+++ SOURCE INFORMATION

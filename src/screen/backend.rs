//! Backend seam between the automation loop and the platform.
//!
//! The worker only ever talks to a [`ScreenBackend`], so tests can drive the
//! state machine with scripted frames and a recorded click log.

use super::capture::{self, Frame};
use super::error::ScreenResult;
use super::input::PointerDriver;

/// Platform operations the automation loop needs, one seam for all of them.
pub trait ScreenBackend: Send {
    /// Grab a fresh full-screen frame. Errors are transient; the caller
    /// owns the retry policy.
    fn capture(&mut self) -> ScreenResult<Frame>;

    /// Logical (density-independent) size of the screen the frame maps onto.
    fn logical_size(&mut self) -> ScreenResult<(u32, u32)>;

    /// Current pointer position in logical coordinates, for the failsafe.
    fn pointer_position(&mut self) -> ScreenResult<(i32, i32)>;

    /// Synthetic left click at logical coordinates.
    fn click(&mut self, x: i32, y: i32) -> ScreenResult<()>;
}

/// The real desktop: xcap for frames, enigo for input and display queries.
pub struct DesktopScreen {
    pointer: PointerDriver,
}

impl DesktopScreen {
    pub fn new() -> ScreenResult<Self> {
        Ok(Self {
            pointer: PointerDriver::new()?,
        })
    }
}

impl ScreenBackend for DesktopScreen {
    fn capture(&mut self) -> ScreenResult<Frame> {
        capture::capture_primary()
    }

    fn logical_size(&mut self) -> ScreenResult<(u32, u32)> {
        self.pointer.main_display_size()
    }

    fn pointer_position(&mut self) -> ScreenResult<(i32, i32)> {
        self.pointer.location()
    }

    fn click(&mut self, x: i32, y: i32) -> ScreenResult<()> {
        self.pointer.click(x, y)
    }
}
// Types and enums for click automation
#[derive(Debug, Clone, Copy, PartialEq, Eq)]
pub enum RunState {
    Stopped,
    Running,
    /// Transient state entered by the failsafe; decays to Stopped on the
    /// next loop iteration.
    Aborting,
}

#[derive(Debug, Clone)]
pub enum AutomationCommand {
    Start,
    Stop,
    /// End the worker loop entirely (headless timeout, tests).
    Shutdown,
}

#[derive(Debug, Clone, PartialEq)]
pub enum AutomationEvent {
    /// Human-readable status line plus the running click tally.
    Status { text: String, clicks: u64 },
    StateChanged(RunState),
    /// Failsafe fired; the presentation layer should reflect a stop.
    StopRequested,
    Error(String),
}

/// Result of one worker iteration. The loop driver branches on this
/// explicitly instead of routing control flow through error types.
#[derive(Debug, Clone, Copy, PartialEq)]
pub enum StepOutcome {
    Clicked { confidence: f32 },
    NoMatch,
    CaptureFailed,
    AbortRequested,
}
use std::env;
use std::process::Command;
use time::OffsetDateTime;

fn main() {
    println!("cargo:rerun-if-env-changed=SOURCE_DATE_EPOCH");
    println!("cargo:rerun-if-env-changed=CARGO_PKG_VERSION");

    let build_year = env::var("SOURCE_DATE_EPOCH")
        .ok()
        .and_then(|raw| raw.parse::<i64>().ok())
        .and_then(|epoch| OffsetDateTime::from_unix_timestamp(epoch).ok())
        .map(|dt| dt.year())
        .unwrap_or_else(|| OffsetDateTime::now_utc().year());
    println!("cargo:rustc-env=APP_BUILD_YEAR={build_year}");

    let version = env::var("CARGO_PKG_VERSION").unwrap_or_else(|_| "0.0.0".to_string());
    let display_version = if env::var("PROFILE").as_deref() == Ok("release") {
        version.clone()
    } else {
        // Debug builds advertise "-dev" unless HEAD is exactly the release tag
        println!("cargo:rerun-if-changed=.git/HEAD");
        println!("cargo:rerun-if-changed=.git/refs/tags");
        let expected_tag = format!("v{version}");
        if head_tag().as_deref() == Some(expected_tag.as_str()) {
            version.clone()
        } else {
            format!("{version}-dev")
        }
    };

    println!("cargo:rustc-env=APP_VERSION_DISPLAY={display_version}");
    println!("cargo:rustc-env=APP_VERSION_SEMVER={version}");
}

fn head_tag() -> Option<String> {
    let output = Command::new("git")
        .args(["describe", "--tags", "--exact-match"])
        .output()
        .ok()?;
    if !output.status.success() {
        return None;
    }
    String::from_utf8(output.stdout)
        .ok()
        .map(|s| s.trim().to_string())
}
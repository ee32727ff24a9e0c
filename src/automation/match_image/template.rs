//! Reference template loading and scaling.

use image::GrayImage;
use image::imageops::FilterType;
use std::path::Path;

/// The reference button image, loaded once at startup and held in
/// grayscale for correlation.
#[derive(Debug, Clone)]
pub struct Template {
    gray: GrayImage,
}

impl Template {
    pub fn load(path: impl AsRef<Path>) -> Result<Self, String> {
        let path = path.as_ref();
        let image = image::open(path)
            .map_err(|e| format!("Failed to load template {}: {e}", path.display()))?;
        Ok(Self {
            gray: image.to_luma8(),
        })
    }

    pub fn from_gray(gray: GrayImage) -> Self {
        Self { gray }
    }

    pub fn width(&self) -> u32 {
        self.gray.width()
    }

    pub fn height(&self) -> u32 {
        self.gray.height()
    }

    /// Resized copy at `factor`, or None when either resulting dimension
    /// falls below `min_dim`.
    pub fn scaled(&self, factor: f32, min_dim: u32) -> Option<GrayImage> {
        let width = (self.gray.width() as f32 * factor).round() as u32;
        let height = (self.gray.height() as f32 * factor).round() as u32;
        if width < min_dim || height < min_dim {
            return None;
        }

        if (factor - 1.0).abs() < 0.01 {
            return Some(self.gray.clone());
        }

        Some(image::imageops::resize(
            &self.gray,
            width,
            height,
            FilterType::Lanczos3,
        ))
    }
}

++++++

> REQUIRED WORK: Find all lines holding the word "ScreenBackend" in the records above and copy them.

> SOLUTION TO THIS EXERCISE:
//! The worker only ever talks to a [`ScreenBackend`], so tests can drive the
pub trait ScreenBackend: Send {
impl ScreenBackend for DesktopScreen {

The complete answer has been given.